━━ Source information

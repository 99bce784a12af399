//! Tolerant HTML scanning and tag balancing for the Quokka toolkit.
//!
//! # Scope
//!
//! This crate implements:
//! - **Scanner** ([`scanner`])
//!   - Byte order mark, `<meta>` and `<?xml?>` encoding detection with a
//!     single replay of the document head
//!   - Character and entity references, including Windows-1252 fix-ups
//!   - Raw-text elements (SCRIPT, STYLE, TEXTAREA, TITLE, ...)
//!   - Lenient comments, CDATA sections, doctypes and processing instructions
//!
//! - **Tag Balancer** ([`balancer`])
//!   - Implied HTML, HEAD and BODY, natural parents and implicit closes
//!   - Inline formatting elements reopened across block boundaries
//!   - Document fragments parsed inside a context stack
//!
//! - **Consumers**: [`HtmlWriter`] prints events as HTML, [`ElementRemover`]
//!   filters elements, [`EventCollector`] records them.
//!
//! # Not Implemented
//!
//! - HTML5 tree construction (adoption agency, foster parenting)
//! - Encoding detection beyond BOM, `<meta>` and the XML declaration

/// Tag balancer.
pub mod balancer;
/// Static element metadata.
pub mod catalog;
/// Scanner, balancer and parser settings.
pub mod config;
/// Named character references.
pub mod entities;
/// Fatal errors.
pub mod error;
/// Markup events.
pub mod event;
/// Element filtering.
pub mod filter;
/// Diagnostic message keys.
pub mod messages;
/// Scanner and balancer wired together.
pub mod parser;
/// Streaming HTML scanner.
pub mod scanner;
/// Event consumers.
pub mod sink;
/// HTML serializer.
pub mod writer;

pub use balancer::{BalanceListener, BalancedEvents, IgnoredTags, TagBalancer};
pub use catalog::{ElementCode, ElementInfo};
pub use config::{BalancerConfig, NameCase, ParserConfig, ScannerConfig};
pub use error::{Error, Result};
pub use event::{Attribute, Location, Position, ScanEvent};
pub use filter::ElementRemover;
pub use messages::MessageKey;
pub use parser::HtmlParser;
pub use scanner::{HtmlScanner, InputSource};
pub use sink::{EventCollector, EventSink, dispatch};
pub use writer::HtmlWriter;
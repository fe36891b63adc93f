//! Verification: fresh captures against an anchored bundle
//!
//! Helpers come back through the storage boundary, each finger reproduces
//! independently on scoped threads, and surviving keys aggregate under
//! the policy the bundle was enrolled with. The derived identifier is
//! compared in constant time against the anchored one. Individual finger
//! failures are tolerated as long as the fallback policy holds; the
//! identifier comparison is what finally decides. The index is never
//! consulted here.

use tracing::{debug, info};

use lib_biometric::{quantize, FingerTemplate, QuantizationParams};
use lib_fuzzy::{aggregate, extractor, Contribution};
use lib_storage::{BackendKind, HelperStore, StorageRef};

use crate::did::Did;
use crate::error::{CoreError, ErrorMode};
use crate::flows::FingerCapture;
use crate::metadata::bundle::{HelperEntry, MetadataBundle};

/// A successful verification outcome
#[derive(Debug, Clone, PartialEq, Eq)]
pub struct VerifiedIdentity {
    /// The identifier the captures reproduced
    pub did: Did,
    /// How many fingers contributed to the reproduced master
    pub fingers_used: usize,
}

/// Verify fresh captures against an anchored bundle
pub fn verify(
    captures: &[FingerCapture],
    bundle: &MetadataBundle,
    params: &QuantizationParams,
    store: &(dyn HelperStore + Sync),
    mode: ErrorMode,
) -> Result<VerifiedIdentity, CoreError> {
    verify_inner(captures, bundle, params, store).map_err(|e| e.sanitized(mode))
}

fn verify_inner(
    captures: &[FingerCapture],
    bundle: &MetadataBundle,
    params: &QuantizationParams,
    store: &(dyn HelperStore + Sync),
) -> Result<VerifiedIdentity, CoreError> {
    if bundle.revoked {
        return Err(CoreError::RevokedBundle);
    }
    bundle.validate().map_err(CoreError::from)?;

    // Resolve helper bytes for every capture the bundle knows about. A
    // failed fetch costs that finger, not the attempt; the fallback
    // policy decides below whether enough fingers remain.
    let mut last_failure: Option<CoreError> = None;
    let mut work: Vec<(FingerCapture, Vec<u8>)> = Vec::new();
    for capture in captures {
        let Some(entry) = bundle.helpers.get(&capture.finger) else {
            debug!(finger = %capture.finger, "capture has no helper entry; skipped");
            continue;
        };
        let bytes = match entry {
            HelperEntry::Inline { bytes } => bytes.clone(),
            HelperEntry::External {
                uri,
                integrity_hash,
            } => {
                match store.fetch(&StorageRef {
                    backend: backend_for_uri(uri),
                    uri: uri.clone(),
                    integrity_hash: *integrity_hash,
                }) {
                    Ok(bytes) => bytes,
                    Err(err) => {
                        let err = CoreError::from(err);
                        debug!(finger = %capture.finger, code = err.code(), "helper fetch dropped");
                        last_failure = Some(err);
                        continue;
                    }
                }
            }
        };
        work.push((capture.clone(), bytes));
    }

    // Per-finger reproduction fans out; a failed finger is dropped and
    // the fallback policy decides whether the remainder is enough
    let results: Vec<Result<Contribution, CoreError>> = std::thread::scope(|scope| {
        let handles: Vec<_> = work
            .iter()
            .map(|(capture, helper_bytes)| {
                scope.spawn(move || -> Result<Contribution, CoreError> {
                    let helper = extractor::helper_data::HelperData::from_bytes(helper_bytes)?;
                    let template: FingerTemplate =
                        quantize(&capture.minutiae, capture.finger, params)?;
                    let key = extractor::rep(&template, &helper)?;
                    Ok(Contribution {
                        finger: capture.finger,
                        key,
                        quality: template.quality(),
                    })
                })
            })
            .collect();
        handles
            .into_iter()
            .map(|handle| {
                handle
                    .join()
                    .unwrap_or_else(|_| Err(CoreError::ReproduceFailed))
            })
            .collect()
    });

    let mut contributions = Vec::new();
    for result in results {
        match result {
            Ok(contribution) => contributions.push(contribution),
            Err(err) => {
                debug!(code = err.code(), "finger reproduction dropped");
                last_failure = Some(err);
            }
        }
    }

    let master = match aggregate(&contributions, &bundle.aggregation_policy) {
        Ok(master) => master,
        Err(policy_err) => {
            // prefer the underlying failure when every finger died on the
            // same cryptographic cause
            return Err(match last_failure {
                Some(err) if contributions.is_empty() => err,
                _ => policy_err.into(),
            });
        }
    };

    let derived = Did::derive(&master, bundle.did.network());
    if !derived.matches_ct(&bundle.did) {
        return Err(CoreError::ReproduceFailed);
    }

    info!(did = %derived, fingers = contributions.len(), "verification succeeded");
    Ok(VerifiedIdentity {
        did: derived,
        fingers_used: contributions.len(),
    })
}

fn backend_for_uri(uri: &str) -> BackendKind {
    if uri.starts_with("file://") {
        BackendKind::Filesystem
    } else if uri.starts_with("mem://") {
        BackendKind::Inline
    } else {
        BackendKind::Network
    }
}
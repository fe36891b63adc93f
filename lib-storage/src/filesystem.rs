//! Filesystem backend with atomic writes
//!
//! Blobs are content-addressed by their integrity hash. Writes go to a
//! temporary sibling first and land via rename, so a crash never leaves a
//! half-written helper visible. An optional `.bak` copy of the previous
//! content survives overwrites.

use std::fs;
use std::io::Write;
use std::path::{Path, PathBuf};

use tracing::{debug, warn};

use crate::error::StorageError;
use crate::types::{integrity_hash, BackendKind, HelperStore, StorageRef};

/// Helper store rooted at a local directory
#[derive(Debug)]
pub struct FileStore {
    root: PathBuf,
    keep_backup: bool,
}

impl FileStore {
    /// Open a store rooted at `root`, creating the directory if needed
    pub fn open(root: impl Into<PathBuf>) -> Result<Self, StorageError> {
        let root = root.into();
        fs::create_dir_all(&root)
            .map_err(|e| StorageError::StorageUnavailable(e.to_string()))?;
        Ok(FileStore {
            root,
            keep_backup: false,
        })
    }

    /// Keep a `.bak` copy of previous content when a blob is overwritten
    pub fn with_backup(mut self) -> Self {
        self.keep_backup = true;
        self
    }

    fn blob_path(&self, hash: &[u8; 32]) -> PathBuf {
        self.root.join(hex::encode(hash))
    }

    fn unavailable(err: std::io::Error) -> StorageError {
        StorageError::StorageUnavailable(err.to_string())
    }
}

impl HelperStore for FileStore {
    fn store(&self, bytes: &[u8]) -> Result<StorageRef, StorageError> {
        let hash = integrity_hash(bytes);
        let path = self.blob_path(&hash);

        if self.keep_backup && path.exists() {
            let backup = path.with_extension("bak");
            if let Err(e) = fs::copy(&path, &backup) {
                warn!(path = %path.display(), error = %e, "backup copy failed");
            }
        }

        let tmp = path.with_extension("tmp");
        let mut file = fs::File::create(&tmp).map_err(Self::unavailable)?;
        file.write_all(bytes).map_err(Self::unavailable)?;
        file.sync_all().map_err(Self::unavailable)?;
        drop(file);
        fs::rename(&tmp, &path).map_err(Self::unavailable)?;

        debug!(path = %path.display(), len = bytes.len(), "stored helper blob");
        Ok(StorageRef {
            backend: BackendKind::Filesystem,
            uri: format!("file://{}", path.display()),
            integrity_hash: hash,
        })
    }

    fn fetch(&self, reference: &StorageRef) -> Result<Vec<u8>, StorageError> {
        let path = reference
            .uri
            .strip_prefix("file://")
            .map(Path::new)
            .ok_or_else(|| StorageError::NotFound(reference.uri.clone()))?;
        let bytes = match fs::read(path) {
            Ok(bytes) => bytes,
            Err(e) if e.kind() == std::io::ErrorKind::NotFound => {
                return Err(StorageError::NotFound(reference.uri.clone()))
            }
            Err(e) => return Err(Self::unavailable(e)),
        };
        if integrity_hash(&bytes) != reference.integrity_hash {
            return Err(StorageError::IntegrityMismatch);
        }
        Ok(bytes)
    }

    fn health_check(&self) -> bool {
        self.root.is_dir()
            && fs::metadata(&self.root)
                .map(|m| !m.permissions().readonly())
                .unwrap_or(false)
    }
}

━━━━

[Problem details]
Whenever the word "FingerCapture" shows up in a line above, copy that line.

[Answer to this problem]
use crate::flows::FingerCapture;
    captures: &[FingerCapture],
    captures: &[FingerCapture],
    let mut work: Vec<(FingerCapture, Vec<u8>)> = Vec::new();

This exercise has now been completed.